▸ **Task details**
Please find every line below that includes "retrieved" and report how many there are. Nothing else is needed.

▸ **Given information**
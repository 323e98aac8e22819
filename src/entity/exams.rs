//! 考试实体

use sea_orm::entity::prelude::*;

#[derive(Clone, Debug, PartialEq, DeriveEntityModel)]
#[sea_orm(table_name = "exams")]
pub struct Model {
    #[sea_orm(primary_key)]
    pub id: i64,
    pub class_id: i64,
    pub created_by: i64,
    pub title: String,
    pub description: Option<String>,
    pub duration_minutes: Option<i32>,
    pub starts_at: Option<i64>,
    pub ends_at: Option<i64>,
    pub total_marks: f64,
    pub shuffle_questions: bool,
    pub is_published: bool,
    pub created_at: i64,
    pub updated_at: i64,
}

#[derive(Copy, Clone, Debug, EnumIter, DeriveRelation)]
pub enum Relation {
    #[sea_orm(
        belongs_to = "super::classes::Entity",
        from = "Column::ClassId",
        to = "super::classes::Column::Id"
    )]
    Class,
    #[sea_orm(has_many = "super::exam_questions::Entity")]
    Questions,
    #[sea_orm(has_many = "super::exam_attempts::Entity")]
    Attempts,
}

impl Related<super::classes::Entity> for Entity {
    fn to() -> RelationDef {
        Relation::Class.def()
    }
}

impl Related<super::exam_questions::Entity> for Entity {
    fn to() -> RelationDef {
        Relation::Questions.def()
    }
}

impl Related<super::exam_attempts::Entity> for Entity {
    fn to() -> RelationDef {
        Relation::Attempts.def()
    }
}

impl ActiveModelBehavior for ActiveModel {}

impl Model {
    pub fn into_exam(self) -> crate::models::exams::Exam {
        crate::models::exams::Exam {
            id: self.id,
            class_id: self.class_id,
            created_by: self.created_by,
            title: self.title,
            description: self.description,
            duration_minutes: self.duration_minutes,
            starts_at: super::to_opt_datetime(self.starts_at),
            ends_at: super::to_opt_datetime(self.ends_at),
            total_marks: self.total_marks,
            shuffle_questions: self.shuffle_questions,
            is_published: self.is_published,
            created_at: super::to_datetime(self.created_at),
            updated_at: super::to_datetime(self.updated_at),
        }
    }
}
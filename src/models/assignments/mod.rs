use serde::{Deserialize, Serialize};
use ts_rs::TS;

use crate::models::common::{PaginationQuery, deserialize_optional_bool};
use crate::models::submissions::SubmissionStatus;

#[derive(Debug, Clone, Serialize, Deserialize, TS)]
#[ts(export, export_to = "assignment.ts")]
pub struct Assignment {
    pub id: i64,
    pub class_id: i64,
    pub created_by: i64,
    pub title: String,
    pub description: Option<String>,
    pub due_date: Option<chrono::DateTime<chrono::Utc>>,
    pub max_points: f64,
    pub allow_late: bool,
    pub created_at: chrono::DateTime<chrono::Utc>,
    pub updated_at: chrono::DateTime<chrono::Utc>,
}

impl Assignment {
    pub fn is_past_due(&self, now: chrono::DateTime<chrono::Utc>) -> bool {
        self.due_date.is_some_and(|due| now > due)
    }
}

/// 学生视角的作业，附带自己的提交状态
#[derive(Debug, Clone, Serialize, TS)]
#[ts(export, export_to = "assignment.ts")]
pub struct StudentAssignment {
    #[serde(flatten)]
    #[ts(flatten)]
    pub assignment: Assignment,
    pub class_name: Option<String>,
    pub submission_status: Option<SubmissionStatus>,
    pub score: Option<f64>,
}

#[derive(Debug, Deserialize, TS)]
#[ts(export, export_to = "assignment.ts")]
pub struct CreateAssignmentRequest {
    pub title: String,
    pub description: Option<String>,
    pub due_date: Option<chrono::DateTime<chrono::Utc>>,
    pub max_points: f64,
    #[serde(default)]
    pub allow_late: bool,
}

#[derive(Debug, Default, Deserialize, TS)]
#[ts(export, export_to = "assignment.ts")]
pub struct UpdateAssignmentRequest {
    pub title: Option<String>,
    pub description: Option<String>,
    pub due_date: Option<chrono::DateTime<chrono::Utc>>,
    pub max_points: Option<f64>,
    pub allow_late: Option<bool>,
}

#[derive(Debug, Clone)]
pub struct NewAssignment {
    pub class_id: i64,
    pub created_by: i64,
    pub title: String,
    pub description: Option<String>,
    pub due_date: Option<chrono::DateTime<chrono::Utc>>,
    pub max_points: f64,
    pub allow_late: bool,
}

#[derive(Debug, Clone, Default, Deserialize, TS)]
#[ts(export, export_to = "assignment.ts")]
pub struct MyAssignmentParams {
    #[serde(default, deserialize_with = "deserialize_optional_bool")]
    pub pending_only: Option<bool>,
}

#[derive(Debug, Clone, Default, Deserialize, TS)]
#[ts(export, export_to = "assignment.ts")]
pub struct AssignmentListParams {
    #[serde(flatten)]
    #[ts(flatten)]
    pub pagination: PaginationQuery,
}
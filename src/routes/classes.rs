use actix_web::{HttpRequest, HttpResponse, Result as ActixResult, web};
use once_cell::sync::Lazy;

use super::{assignments, attendance, enrollments, exams, materials};
use crate::middlewares::{self, RequireClassAccess};
use crate::models::classes::requests::{ClassListParams, CreateClassRequest, UpdateClassRequest};
use crate::models::users::entities::UserRole;
use crate::services::ClassService;

// 懒加载的全局 CLASS_SERVICE 实例
static CLASS_SERVICE: Lazy<ClassService> = Lazy::new(ClassService::new_lazy);

// HTTP处理程序
pub async fn list_classes(
    req: HttpRequest,
    query: web::Query<ClassListParams>,
) -> ActixResult<HttpResponse> {
    CLASS_SERVICE.list_classes(&req, query.into_inner()).await
}

pub async fn create_class(
    req: HttpRequest,
    class_data: web::Json<CreateClassRequest>,
) -> ActixResult<HttpResponse> {
    CLASS_SERVICE
        .create_class(&req, class_data.into_inner())
        .await
}

pub async fn get_class_by_code(
    req: HttpRequest,
    code: web::Path<String>,
) -> ActixResult<HttpResponse> {
    CLASS_SERVICE
        .get_class_by_code(&req, code.into_inner())
        .await
}

pub async fn get_class(req: HttpRequest) -> ActixResult<HttpResponse> {
    CLASS_SERVICE.get_class(&req).await
}

pub async fn update_class(
    req: HttpRequest,
    update_data: web::Json<UpdateClassRequest>,
) -> ActixResult<HttpResponse> {
    CLASS_SERVICE
        .update_class(&req, update_data.into_inner())
        .await
}

pub async fn delete_class(req: HttpRequest) -> ActixResult<HttpResponse> {
    CLASS_SERVICE.delete_class(&req).await
}

// 配置路由
//
// `/{class_id}/...` 下的资源由班级权限中间件放入 ClassContext，
// members 为教师、管理员和已批准学生，managers 为教师和管理员。
pub fn configure_classes_routes(cfg: &mut web::ServiceConfig) {
    cfg.service(
        web::scope("/api/v1/classes")
            .wrap(middlewares::RequireJWT)
            .service(
                // 按角色返回可见班级
                web::resource("").route(web::get().to(list_classes)).route(
                    web::post()
                        .to(create_class)
                        .wrap(middlewares::RequireRole::new_any(UserRole::teacher_roles())),
                ),
            )
            .service(
                web::resource("/code/{code}").route(
                    web::get()
                        .to(get_class_by_code)
                        // 防止枚举班级码
                        .wrap(middlewares::RateLimit::class_code()),
                ),
            )
            .service(
                web::resource("/{class_id}")
                    .route(
                        web::get()
                            .to(get_class)
                            .wrap(RequireClassAccess::members()),
                    )
                    .route(
                        web::put()
                            .to(update_class)
                            .wrap(RequireClassAccess::managers()),
                    )
                    .route(
                        web::delete()
                            .to(delete_class)
                            .wrap(RequireClassAccess::managers()),
                    ),
            )
            .service(
                web::resource("/{class_id}/enrollments").route(
                    web::get()
                        .to(enrollments::list_class_enrollments)
                        .wrap(RequireClassAccess::managers()),
                ),
            )
            .service(
                web::resource("/{class_id}/assignments")
                    .route(
                        web::get()
                            .to(assignments::list_class_assignments)
                            .wrap(RequireClassAccess::members()),
                    )
                    .route(
                        web::post()
                            .to(assignments::create_assignment)
                            .wrap(RequireClassAccess::managers()),
                    ),
            )
            .service(
                web::resource("/{class_id}/exams")
                    .route(
                        web::get()
                            .to(exams::list_class_exams)
                            .wrap(RequireClassAccess::members()),
                    )
                    .route(
                        web::post()
                            .to(exams::create_exam)
                            .wrap(RequireClassAccess::managers()),
                    ),
            )
            .service(
                web::resource("/{class_id}/attendance")
                    .route(
                        web::get()
                            .to(attendance::list_sessions)
                            .wrap(RequireClassAccess::members()),
                    )
                    .route(
                        web::post()
                            .to(attendance::create_session)
                            .wrap(RequireClassAccess::managers()),
                    ),
            )
            .service(
                web::resource("/{class_id}/materials")
                    .route(
                        web::get()
                            .to(materials::list_materials)
                            .wrap(RequireClassAccess::members()),
                    )
                    .route(
                        web::post()
                            .to(materials::create_material)
                            .wrap(RequireClassAccess::managers()),
                    ),
            ),
    );
}
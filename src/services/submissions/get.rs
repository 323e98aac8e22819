use actix_web::HttpRequest;

use super::SubmissionService;
use crate::models::ErrorCode;
use crate::services::access::{current_user, manager_context, require_student};
use crate::services::assignments::get::load_assignment;
use crate::services::responses::{ServiceResult, internal, not_found, ok};

pub async fn get_my_submission(
    service: &SubmissionService,
    request: &HttpRequest,
    assignment_id: i64,
) -> ServiceResult {
    let student = current_user(request)?;
    require_student(&student)?;
    let storage = service.get_storage(request)?;

    let (assignment, _) = load_assignment(&storage, &student, assignment_id).await?;

    match storage
        .get_submission(assignment.id, student.id)
        .await
        .map_err(internal("Failed to load submission"))?
    {
        Some(submission) => ok(submission, "Submission retrieved successfully"),
        None => Err(not_found(
            ErrorCode::SubmissionNotFound,
            "You have not submitted this assignment",
        )),
    }
}

pub async fn get_submission(
    service: &SubmissionService,
    request: &HttpRequest,
    submission_id: i64,
) -> ServiceResult {
    let user = current_user(request)?;
    let storage = service.get_storage(request)?;

    let submission = storage
        .get_submission_by_id(submission_id)
        .await
        .map_err(internal("Failed to load submission"))?
        .ok_or_else(|| not_found(ErrorCode::SubmissionNotFound, "Submission not found"))?;

    // 学生本人或班级管理者可以查看
    if submission.student_id != user.id {
        let assignment = storage
            .get_assignment_by_id(submission.assignment_id)
            .await
            .map_err(internal("Failed to load assignment"))?
            .ok_or_else(|| not_found(ErrorCode::AssignmentNotFound, "Assignment not found"))?;
        manager_context(&storage, &user, assignment.class_id).await?;
    }

    ok(submission, "Submission retrieved successfully")
}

▸ **Exercise response**
2